For melanic pigmentation, the category with the highest cis-regulatory proportion was white spotting (26.9%), and this was the only melanin-related category with a higher proportion than the average. Amelanism (4.8%) had the lowest proportion, and the remaining categories - pheomelanism (16.4%), dilution (15.0%), and eumelanism (11.3%) were all similar to the average. Notably, two phenotype categories were strongly associated with domesticated entries - 18 out of 20 dilution entries, and all of the 52 white spotting entries, were identified in domesticated taxa (Figure S3). White spotting phenotypes are associated with highly pleiotropic effects, with many white spotting entries in Gephebase being deleterious in the homozygous state. It is therefore not surprising that white spotting mutations were only identified in domesticated taxa, where they can be subject to heterozygous advantage (Hanly et al., 2021; Hedrick, 2015). The slightly higher cis-regulatory proportion of this category may reflect the nature of white spotting phenotypes, which result from impairment of pigment cell migration or differentiation. It is therefore possible that coding mutations that would cause white spotting are more likely to be non-viable due to their pleiotropic effects on upstream cellular development.
Finally, phenotypes relating to changes in pigment pattern boundaries had a higher cis-regulatory proportion (29.3%) than phenotypes relating to colour shifts (10.4%). This was also true for every study methodology and taxonomic status (Figure S3 and S4). However, notably this difference between colour and pattern phenotypes was more pronounced in non-domesticated studies - for intraspecific and interspecific entries pattern phenotypes had a cis-regulatory proportion of 60% compared with 14.3% for colour (Figure S3). This is in spite of white spotting phenotypes being exclusively domesticated as well as exclusively categorised as pattern alterations. Thus, the disparity between colour and pattern phenotypes in terms of mutation type may be larger than this dataset suggests in non-domesticated evolution, particularly given the overall prevalence of domesticated studies in pigmentation research. Overall the Gephebase dataset supports a disproportionate role of cis-regulatory changes in the generation of pattern variation (Orteu and Jiggins, 2020).

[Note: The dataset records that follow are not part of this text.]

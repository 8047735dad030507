use chrono::{DateTime, Utc};
use serde::{Deserialize, Serialize};

pub mod assembly;
pub mod capture;
pub mod paths;

/// Title stored when a drawing is submitted without one
pub const DEFAULT_TITLE: &str = "My Drawing";

/// Store-assigned identifier of a puzzle document.
///
/// Any string is a valid lookup key; an unknown key simply matches nothing.
#[derive(Debug, Clone, PartialEq, Eq, Hash, PartialOrd, Ord, Serialize, Deserialize)]
#[serde(transparent)]
pub struct PuzzleId(String);

impl PuzzleId {
    pub fn new(id: impl Into<String>) -> Self {
        Self(id.into())
    }

    pub fn as_str(&self) -> &str {
        &self.0
    }
}

impl std::fmt::Display for PuzzleId {
    fn fmt(&self, f: &mut std::fmt::Formatter<'_>) -> std::fmt::Result {
        f.write_str(&self.0)
    }
}

impl From<String> for PuzzleId {
    fn from(id: String) -> Self {
        Self(id)
    }
}

impl From<&str> for PuzzleId {
    fn from(id: &str) -> Self {
        Self(id.to_string())
    }
}

/// 2D point in CSS pixels
#[derive(Debug, Clone, Copy, PartialEq, Serialize, Deserialize, Default)]
pub struct Point2D {
    pub x: f64,
    pub y: f64,
}

impl Point2D {
    pub const fn new(x: f64, y: f64) -> Self {
        Self { x, y }
    }

    pub fn distance_to(&self, other: Point2D) -> f64 {
        ((self.x - other.x).powi(2) + (self.y - other.y).powi(2)).sqrt()
    }

    pub fn offset(&self, dx: f64, dy: f64) -> Point2D {
        Point2D::new(self.x + dx, self.y + dy)
    }
}

/// A stored drawing.
///
/// `image` is a data URI and never changes after insert. `bookmarks` only
/// ever grows.
#[derive(Debug, Clone, PartialEq, Serialize, Deserialize)]
#[serde(rename_all = "camelCase")]
pub struct PuzzleDocument {
    #[serde(rename = "_id", alias = "id")]
    pub id: PuzzleId,
    pub image: String,
    pub title: String,
    pub created_at: DateTime<Utc>,
    #[serde(default)]
    pub bookmarks: u64,
}

/// Body accepted by the create route.
///
/// Clients also send `createdAt` and `bookmarks`; both are ignored because the
/// store stamps its own values.
#[derive(Debug, Clone, PartialEq, Serialize, Deserialize)]
pub struct NewPuzzle {
    #[serde(default, skip_serializing_if = "Option::is_none")]
    pub title: Option<String>,
    pub image: String,
}

impl NewPuzzle {
    pub fn resolved_title(&self) -> String {
        resolve_title(self.title.as_deref())
    }

    /// Turn the payload into a stored document
    pub fn into_document(self, id: PuzzleId, created_at: DateTime<Utc>) -> PuzzleDocument {
        let title = self.resolved_title();
        PuzzleDocument {
            id,
            image: self.image,
            title,
            created_at,
            bookmarks: 0,
        }
    }
}

/// Missing or empty titles fall back to [`DEFAULT_TITLE`].
pub fn resolve_title(title: Option<&str>) -> String {
    match title {
        Some(t) if !t.is_empty() => t.to_string(),
        _ => DEFAULT_TITLE.to_string(),
    }
}

/// Documents shown in the home-page gallery
pub fn bookmarked(puzzles: &[PuzzleDocument]) -> impl Iterator<Item = &PuzzleDocument> {
    puzzles.iter().filter(|p| p.bookmarks > 0)
}

#[derive(Debug, Clone, PartialEq, Serialize, Deserialize)]
pub struct BookmarkResponse {
    pub success: bool,
    pub message: String,
}

impl BookmarkResponse {
    pub fn bookmarked() -> Self {
        Self {
            success: true,
            message: "puzzle bookmarked".to_string(),
        }
    }
}

#[derive(Debug, Clone, PartialEq, Serialize, Deserialize)]
pub struct DeleteResponse {
    pub message: String,
    pub count: u64,
}

impl DeleteResponse {
    pub fn deleted(count: u64) -> Self {
        Self {
            message: "Successfully deleted".to_string(),
            count,
        }
    }
}

#[derive(Debug, Clone, PartialEq, Serialize, Deserialize)]
#[serde(rename_all = "camelCase")]
pub struct StatsResponse {
    pub total_puzzles: u64,
    pub status: String,
}

impl StatsResponse {
    pub fn active(total_puzzles: u64) -> Self {
        Self {
            total_puzzles,
            status: "Active".to_string(),
        }
    }
}

#[cfg(test)]
mod tests {
    use super::*;

    fn sample(id: &str, bookmarks: u64) -> PuzzleDocument {
        PuzzleDocument {
            id: PuzzleId::new(id),
            image: "data:image/png;base64,AAA".to_string(),
            title: DEFAULT_TITLE.to_string(),
            created_at: DateTime::parse_from_rfc3339("2024-05-01T10:00:00Z")
                .unwrap()
                .with_timezone(&Utc),
            bookmarks,
        }
    }

    #[test]
    fn test_document_wire_names() {
        let json = serde_json::to_value(sample("abc", 3)).unwrap();
        assert_eq!(json["_id"], "abc");
        assert_eq!(json["bookmarks"], 3);
        assert_eq!(json["createdAt"], "2024-05-01T10:00:00Z");
        assert!(json.get("id").is_none());
        assert!(json.get("created_at").is_none());
    }

    #[test]
    fn test_document_accepts_plain_id() {
        let json = r#"{"id":"xyz","image":"data:,","title":"t","createdAt":"2024-05-01T10:00:00Z"}"#;
        let doc: PuzzleDocument = serde_json::from_str(json).unwrap();
        assert_eq!(doc.id.as_str(), "xyz");
        assert_eq!(doc.bookmarks, 0);
    }

    #[test]
    fn test_new_puzzle_ignores_client_metadata() {
        let json = r#"{"image":"data:image/png;base64,AAA","createdAt":"not a date","bookmarks":99}"#;
        let new: NewPuzzle = serde_json::from_str(json).unwrap();
        assert_eq!(new.title, None);

        let created = Utc::now();
        let doc = new.into_document(PuzzleId::new("p1"), created);
        assert_eq!(doc.bookmarks, 0);
        assert_eq!(doc.created_at, created);
        assert_eq!(doc.title, "My Drawing");
    }

    #[test]
    fn test_new_puzzle_requires_image() {
        let result = serde_json::from_str::<NewPuzzle>(r#"{"title":"x"}"#);
        assert!(result.is_err());
    }

    #[test]
    fn test_resolve_title() {
        assert_eq!(resolve_title(None), "My Drawing");
        assert_eq!(resolve_title(Some("")), "My Drawing");
        assert_eq!(resolve_title(Some("Cat")), "Cat");
        assert_eq!(resolve_title(Some("  ")), "  ");
    }

    #[test]
    fn test_bookmarked_filters_zero() {
        let docs = vec![sample("a", 0), sample("b", 2), sample("c", 0), sample("d", 1)];
        let ids: Vec<&str> = bookmarked(&docs).map(|d| d.id.as_str()).collect();
        assert_eq!(ids, vec!["b", "d"]);
    }

    #[test]
    fn test_response_shapes() {
        let json = serde_json::to_value(StatsResponse::active(7)).unwrap();
        assert_eq!(json, serde_json::json!({ "totalPuzzles": 7, "status": "Active" }));

        let json = serde_json::to_value(DeleteResponse::deleted(1)).unwrap();
        assert_eq!(json, serde_json::json!({ "message": "Successfully deleted", "count": 1 }));

        let json = serde_json::to_value(BookmarkResponse::bookmarked()).unwrap();
        assert_eq!(json["success"], true);
    }

    #[test]
    fn test_point_distance() {
        let a = Point2D::new(0.0, 0.0);
        assert_eq!(a.distance_to(Point2D::new(3.0, 4.0)), 5.0);
        assert_eq!(a.offset(1.5, -2.0), Point2D::new(1.5, -2.0));
    }
}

Upstream developmental processes are associated with a higher proportion of cis-regulatory mutations
Differences in mutation proportions may also be associated with the developmental or cellular function fulfilled by the gene in question. We hypothesise that genes associated with upstream developmental processes would exhibit different proportions to those associated with downstream processes. For example, genes that play a role in cellular differentiation (upstream process) may be less tolerant of coding sequence mutation than genes contributing only to pigment deposition (downstream process). To test this, we assigned each gene to only one of six categories reflecting different cellular and/or developmental processes (Table 3). Three of these categories are cell type-specific functions such as melanosome formation, pigment biosynthesis and pigment trafficking/localisation. The remaining categories included more upstream functions such as pigment cell development, differentiation and cellular interactions (Table 3).
assignment criteria for each functional category, and the total number of entries in the dataset for which that category was assigned. Each gene was assigned to only one functional category.
As predicted, the three categories representing more upstream cellular/developmental processes - pigment cell differentiation, pigment cell development and cellular interactions - were all associated with a higher proportion of cis-regulatory mutations than categories representing downstream cellular functions (Figure 4B). Only 2 entries fit the criteria for the cellular interactions category, both of which implicate cis-regulatory changes (Figure 4B). This small number of entries makes it difficult to determine whether differences in cellular interactions are associated with different mutation proportions - more data entries would be needed for conclusions to be drawn. Alternatively, the categories representing downstream processes - melanosome formation, pigment biosynthesis and pigment trafficking/localization - all exhibited a higher proportion of protein coding mutations. The overall trend appears to fit the hypothesis that for upstream processes such as pigment cell lineage specification, mutations are more likely to be cis-regulatory when compared with downstream cellular processes which do not affect cell viability, such as variable rates of pigment deposition.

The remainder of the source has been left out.